Statutes in about half the states limit polygraphing in the workplace.  They generally keep employers from requiring exams, but many allow them to solicit or request the tests.  Even in places that prohibit such exams, like the District of Columbia, employers can skirt the law by doing their hiring in a state, like Virginia, that permits testing.

When faced with bipartisan congressional support of legislation that would virtually outlaw polygraphing in the private sector, the APA sent a letter to congressmen in October, 1985, warning that “the handwriting is clearly on the wall for all who choose to see it.”  It announced the formation of a pro-lie-detector PAC, named the Committee for Integrity in the Workplace in marvellous Orwellian fashion, and called on members to urge Congress to pass a regulatory bill rather than a ban.  The legislation outlawing polygraphy is still pending, but it is expected to pass in the House this spring.

A separate bill that would ban federal usage has not fared as well on Capitol Hill, mostly because of the CIA’s nearly invincible constituency there.  Representative Jack Brooks (D-Texas), chairman of the Government Operations Committee, for years has campaigned in vain against federal polygraphing.  House aides concede that the legislation calling for a private sector ban is carefully written so as not to step on the toes of the national security establishment.

This means that Fort McClellan will probably be turning out its graduates at least for the remainder of the Reagan administration, adding to its 1,200 alumni of the past 35 years.  The school aims to expand its output from 48 students a year to 108, and has high hopes for new facilities.  According to one student from NSA, there are new, though unannounced, pay incentives to go into polygraphing.  And the Secret Service has joined the CIA and NSA in requiring pre-employment exams.

These agencies claim that polygraph exams are only one element in an extensive background checking and screening process.  John Schwartz, an instructor at the McClellan school, says that nobody in the Defense Department has ever been denied a security clearance solely on the outcome of a polygraph test.  This may not be the case at the CIA, where “a considerable number” of job candidates are turned away every year because of their performance on polygraph tests, according to spokesman Patty Volz.  In any case, a bit of simple arithmetic demonstrates why even the Schultzes and Kirkpatricks are alarmed about any reliance on the devices.  According to the OTA study, a polygraph security screening operation might detect one “guilty” person out of 1,000 employees.  Even assuming a very high rate of polygraph validity, say 95 percent, the one leaker or spy might be identified as deceitful, but so might 50 innocent employees.  Even assuming 99 percent validity, there would be ten mistakes for every correct detection.

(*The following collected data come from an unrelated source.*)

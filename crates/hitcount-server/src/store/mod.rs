//! Counter storage.
//!
//! A counter is identified by a [`CounterKey`] and holds a single non-negative
//! hit count. Backends must provide an atomic "create at zero if absent, then add
//! one" primitive; callers never read-modify-write.

pub mod inmemory;

#[cfg(feature = "redis-backend")]
pub mod redis;

mod timeout;

pub use inmemory::InMemoryCounterStore;
pub use timeout::TimeoutStore;

#[cfg(feature = "redis-backend")]
pub use self::redis::RedisCounterStore;

use crate::config::{StoreBackend, StoreConfig};
use async_trait::async_trait;
use std::fmt;
use std::sync::Arc;
use std::time::Duration;
use thiserror::Error;

/// Literal id of the site-wide counter.
pub const TOTAL_MARKER: &str = "TOTAL";

const ARTICLE_PREFIX: &str = "ARTICLE#";

/// Counter namespace.
#[derive(Debug, Clone, Copy, PartialEq, Eq, Hash)]
pub enum Scope {
    /// Site-wide running total
    Total,
    /// One counter per article slug
    Article,
}

/// Composite identity of a counter.
#[derive(Debug, Clone, PartialEq, Eq, Hash)]
pub struct CounterKey {
    scope: Scope,
    id: String,
}

impl CounterKey {
    pub fn total() -> Self {
        Self {
            scope: Scope::Total,
            id: TOTAL_MARKER.to_string(),
        }
    }

    /// Key for an article counter. The slug is opaque and stored as given.
    pub fn article(slug: impl Into<String>) -> Self {
        Self {
            scope: Scope::Article,
            id: slug.into(),
        }
    }

    pub fn scope(&self) -> Scope {
        self.scope
    }

    pub fn id(&self) -> &str {
        &self.id
    }

    /// Partition key as laid out in the backing table: `TOTAL` for the site
    /// counter, `ARTICLE#<slug>` for an article. The sort key is identical.
    pub fn storage_key(&self) -> String {
        match self.scope {
            Scope::Total => TOTAL_MARKER.to_string(),
            Scope::Article => format!("{ARTICLE_PREFIX}{}", self.id),
        }
    }
}

impl fmt::Display for CounterKey {
    fn fmt(&self, f: &mut fmt::Formatter<'_>) -> fmt::Result {
        f.write_str(&self.storage_key())
    }
}

/// Errors surfaced by a counter store. Stores never retry.
#[derive(Debug, Error)]
pub enum StoreError {
    #[error("counter store unavailable: {0}")]
    Unavailable(String),

    #[error("counter store operation timed out after {0:?}")]
    Timeout(Duration),

    #[error("counter {key} holds an unreadable value: {reason}")]
    Corrupt { key: String, reason: String },
}

/// Durable, concurrency-safe storage for hit counters.
#[async_trait]
pub trait CounterStore: Send + Sync {
    /// Current count for `key`; `0` when the counter was never incremented.
    async fn get(&self, key: &CounterKey) -> Result<u64, StoreError>;

    /// Atomically materialize `key` at zero if absent, add one, and return the
    /// new count.
    async fn increment_and_get(&self, key: &CounterKey) -> Result<u64, StoreError>;

    /// Backend name, used in logs and the health probe.
    fn name(&self) -> &'static str;
}

/// Open the configured backend, bounded by the configured per-operation timeout.
///
/// The Redis backend connects eagerly, so this blocks until the pool is filled
/// or the timeout elapses.
pub fn open(config: &StoreConfig) -> Result<Arc<dyn CounterStore>, StoreError> {
    match config.backend {
        StoreBackend::InMemory => Ok(Arc::new(TimeoutStore::new(
            InMemoryCounterStore::new(),
            config.timeout(),
        ))),
        #[cfg(feature = "redis-backend")]
        StoreBackend::Redis => {
            let redis = config.redis.as_ref().ok_or_else(|| {
                StoreError::Unavailable("redis backend selected without settings".to_string())
            })?;
            let store = RedisCounterStore::connect(redis, config.timeout())?;
            Ok(Arc::new(TimeoutStore::new(store, config.timeout())))
        }
        #[cfg(not(feature = "redis-backend"))]
        StoreBackend::Redis => Err(StoreError::Unavailable(
            "redis backend not compiled in".to_string(),
        )),
    }
}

Perhaps more important, as Kirkpatrick pointed out, is that those the government would most want to catch may be the best trained to fool the polygraphist.  “Anybody can sit in that chair and distort and move and make the test inconclusive,” says Ronald Decker, the chief of Fort McClellan’s polygraph division.  “The whole procedure requires that the subject cooperate.”

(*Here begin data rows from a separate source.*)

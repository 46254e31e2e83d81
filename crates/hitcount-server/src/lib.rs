//! Hitcount: page-view counters for a static blog.
//!
//! One site-wide total plus one counter per article, kept in a [`store::CounterStore`]
//! and served over HTTP by [`server::HitsServer`].

pub mod api;
pub mod config;
pub mod cors;
pub mod metrics;
pub mod server;
pub mod service;
pub mod store;

pub use api::{Api, HitsResponse};
pub use config::Config;
pub use cors::CorsPolicy;
pub use server::HitsServer;
pub use service::{CounterService, ServiceError};
pub use store::{CounterKey, CounterStore, Scope, StoreError};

He also notes that the NSA has taken one precaution against an examinee who tries to fool the polygraph by tightening his sphincter muscle, and thereby momentarily raising his blood pressure.  Instead of sitting in the traditional straight-backed chair, the subject must recline on a Barcalounger.  Apparently that makes it harder to pucker.


Postscript:  The polygraph school at Fort McClellan moved to Fort Jackson, South Carolina, when the entire McClellan base closed in 1999.  It is now known as the National Center for Credibility Assessment.